### Task material ###

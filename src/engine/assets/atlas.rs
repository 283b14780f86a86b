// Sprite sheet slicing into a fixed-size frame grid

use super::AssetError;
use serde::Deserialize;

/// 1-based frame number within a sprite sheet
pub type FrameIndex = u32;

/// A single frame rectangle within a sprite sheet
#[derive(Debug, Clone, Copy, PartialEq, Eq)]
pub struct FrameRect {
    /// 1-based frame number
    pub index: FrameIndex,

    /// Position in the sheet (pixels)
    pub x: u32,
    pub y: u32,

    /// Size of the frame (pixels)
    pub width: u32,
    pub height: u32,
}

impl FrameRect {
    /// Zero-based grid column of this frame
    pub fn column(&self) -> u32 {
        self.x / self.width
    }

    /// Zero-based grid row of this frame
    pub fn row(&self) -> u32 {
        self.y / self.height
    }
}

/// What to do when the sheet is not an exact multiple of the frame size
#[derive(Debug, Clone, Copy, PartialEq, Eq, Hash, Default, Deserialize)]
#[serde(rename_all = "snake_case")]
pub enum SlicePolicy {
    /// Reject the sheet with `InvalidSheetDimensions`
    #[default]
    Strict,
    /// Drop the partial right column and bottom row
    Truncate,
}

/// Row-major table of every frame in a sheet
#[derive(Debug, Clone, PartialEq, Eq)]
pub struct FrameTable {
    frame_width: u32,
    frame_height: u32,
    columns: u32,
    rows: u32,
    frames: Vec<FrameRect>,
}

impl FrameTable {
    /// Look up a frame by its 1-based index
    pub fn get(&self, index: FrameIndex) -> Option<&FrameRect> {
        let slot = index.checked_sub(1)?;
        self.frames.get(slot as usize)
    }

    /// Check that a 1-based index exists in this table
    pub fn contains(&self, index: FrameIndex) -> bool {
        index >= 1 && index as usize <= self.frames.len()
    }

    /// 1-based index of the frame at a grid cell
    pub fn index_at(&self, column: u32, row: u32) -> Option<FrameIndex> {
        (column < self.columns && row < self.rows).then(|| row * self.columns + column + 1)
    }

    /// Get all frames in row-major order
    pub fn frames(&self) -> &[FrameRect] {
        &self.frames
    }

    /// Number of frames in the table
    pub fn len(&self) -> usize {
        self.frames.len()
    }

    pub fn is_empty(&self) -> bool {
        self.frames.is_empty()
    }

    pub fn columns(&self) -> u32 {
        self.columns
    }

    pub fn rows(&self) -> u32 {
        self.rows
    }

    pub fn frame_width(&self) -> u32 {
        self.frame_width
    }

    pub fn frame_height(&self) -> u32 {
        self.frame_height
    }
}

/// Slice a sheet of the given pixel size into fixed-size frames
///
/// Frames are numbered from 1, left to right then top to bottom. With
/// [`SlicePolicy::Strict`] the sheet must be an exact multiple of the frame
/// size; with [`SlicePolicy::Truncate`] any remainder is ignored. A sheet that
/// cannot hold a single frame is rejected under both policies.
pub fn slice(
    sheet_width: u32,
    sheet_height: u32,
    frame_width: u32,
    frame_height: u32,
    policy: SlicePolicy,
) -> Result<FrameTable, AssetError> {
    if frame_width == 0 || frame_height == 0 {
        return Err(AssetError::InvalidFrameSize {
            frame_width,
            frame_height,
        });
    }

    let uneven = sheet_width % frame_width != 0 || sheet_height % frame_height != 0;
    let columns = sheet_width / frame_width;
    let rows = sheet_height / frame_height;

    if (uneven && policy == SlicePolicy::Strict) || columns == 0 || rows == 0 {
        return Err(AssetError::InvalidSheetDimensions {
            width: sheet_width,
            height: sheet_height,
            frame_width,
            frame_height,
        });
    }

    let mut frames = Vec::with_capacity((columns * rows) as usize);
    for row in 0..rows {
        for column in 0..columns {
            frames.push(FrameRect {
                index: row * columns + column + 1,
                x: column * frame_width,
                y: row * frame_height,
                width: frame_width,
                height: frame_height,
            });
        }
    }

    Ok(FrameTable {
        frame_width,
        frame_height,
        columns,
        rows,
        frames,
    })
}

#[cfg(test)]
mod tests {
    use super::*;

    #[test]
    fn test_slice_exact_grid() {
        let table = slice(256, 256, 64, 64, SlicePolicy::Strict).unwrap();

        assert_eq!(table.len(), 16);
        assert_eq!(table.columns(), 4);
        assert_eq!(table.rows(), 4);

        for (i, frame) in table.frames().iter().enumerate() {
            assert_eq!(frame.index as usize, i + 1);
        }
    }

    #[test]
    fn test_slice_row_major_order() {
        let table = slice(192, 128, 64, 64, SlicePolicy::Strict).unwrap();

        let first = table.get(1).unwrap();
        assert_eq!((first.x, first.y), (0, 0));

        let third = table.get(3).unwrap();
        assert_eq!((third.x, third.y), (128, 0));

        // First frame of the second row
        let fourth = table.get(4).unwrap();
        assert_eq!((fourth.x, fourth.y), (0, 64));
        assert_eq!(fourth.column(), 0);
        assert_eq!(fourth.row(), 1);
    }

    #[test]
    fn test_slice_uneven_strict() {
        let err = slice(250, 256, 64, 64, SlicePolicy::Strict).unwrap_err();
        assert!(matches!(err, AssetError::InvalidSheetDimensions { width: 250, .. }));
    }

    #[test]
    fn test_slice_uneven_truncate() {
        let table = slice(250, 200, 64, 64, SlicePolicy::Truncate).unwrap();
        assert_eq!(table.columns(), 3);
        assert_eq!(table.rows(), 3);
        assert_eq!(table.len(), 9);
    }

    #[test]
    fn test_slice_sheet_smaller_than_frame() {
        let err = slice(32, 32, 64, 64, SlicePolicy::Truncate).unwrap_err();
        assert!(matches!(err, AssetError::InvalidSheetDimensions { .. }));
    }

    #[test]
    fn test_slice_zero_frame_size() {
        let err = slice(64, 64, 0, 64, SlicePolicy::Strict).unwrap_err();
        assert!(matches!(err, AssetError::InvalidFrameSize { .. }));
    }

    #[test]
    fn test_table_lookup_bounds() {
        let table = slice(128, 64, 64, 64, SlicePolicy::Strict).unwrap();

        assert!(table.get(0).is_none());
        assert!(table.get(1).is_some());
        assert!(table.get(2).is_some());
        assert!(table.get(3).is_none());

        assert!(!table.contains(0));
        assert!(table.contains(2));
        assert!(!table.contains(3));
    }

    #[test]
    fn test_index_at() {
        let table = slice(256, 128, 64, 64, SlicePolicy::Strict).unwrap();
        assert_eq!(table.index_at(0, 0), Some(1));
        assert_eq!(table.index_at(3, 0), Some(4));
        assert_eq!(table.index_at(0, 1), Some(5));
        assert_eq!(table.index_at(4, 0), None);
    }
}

###

» Activity
What are the lines, exactly as written above, from the line with "pub fn get(&self, index: FrameIndex)" to the line with "pub fn len(&self)", both included? Output only those.

» Exercise answer
    pub fn get(&self, index: FrameIndex) -> Option<&FrameRect> {
        let slot = index.checked_sub(1)?;
        self.frames.get(slot as usize)
    }

    /// Check that a 1-based index exists in this table
    pub fn contains(&self, index: FrameIndex) -> bool {
        index >= 1 && index as usize <= self.frames.len()
    }

    /// 1-based index of the frame at a grid cell
    pub fn index_at(&self, column: u32, row: u32) -> Option<FrameIndex> {
        (column < self.columns && row < self.rows).then(|| row * self.columns + column + 1)
    }

    /// Get all frames in row-major order
    pub fn frames(&self) -> &[FrameRect] {
        &self.frames
    }

    /// Number of frames in the table
    pub fn len(&self) -> usize {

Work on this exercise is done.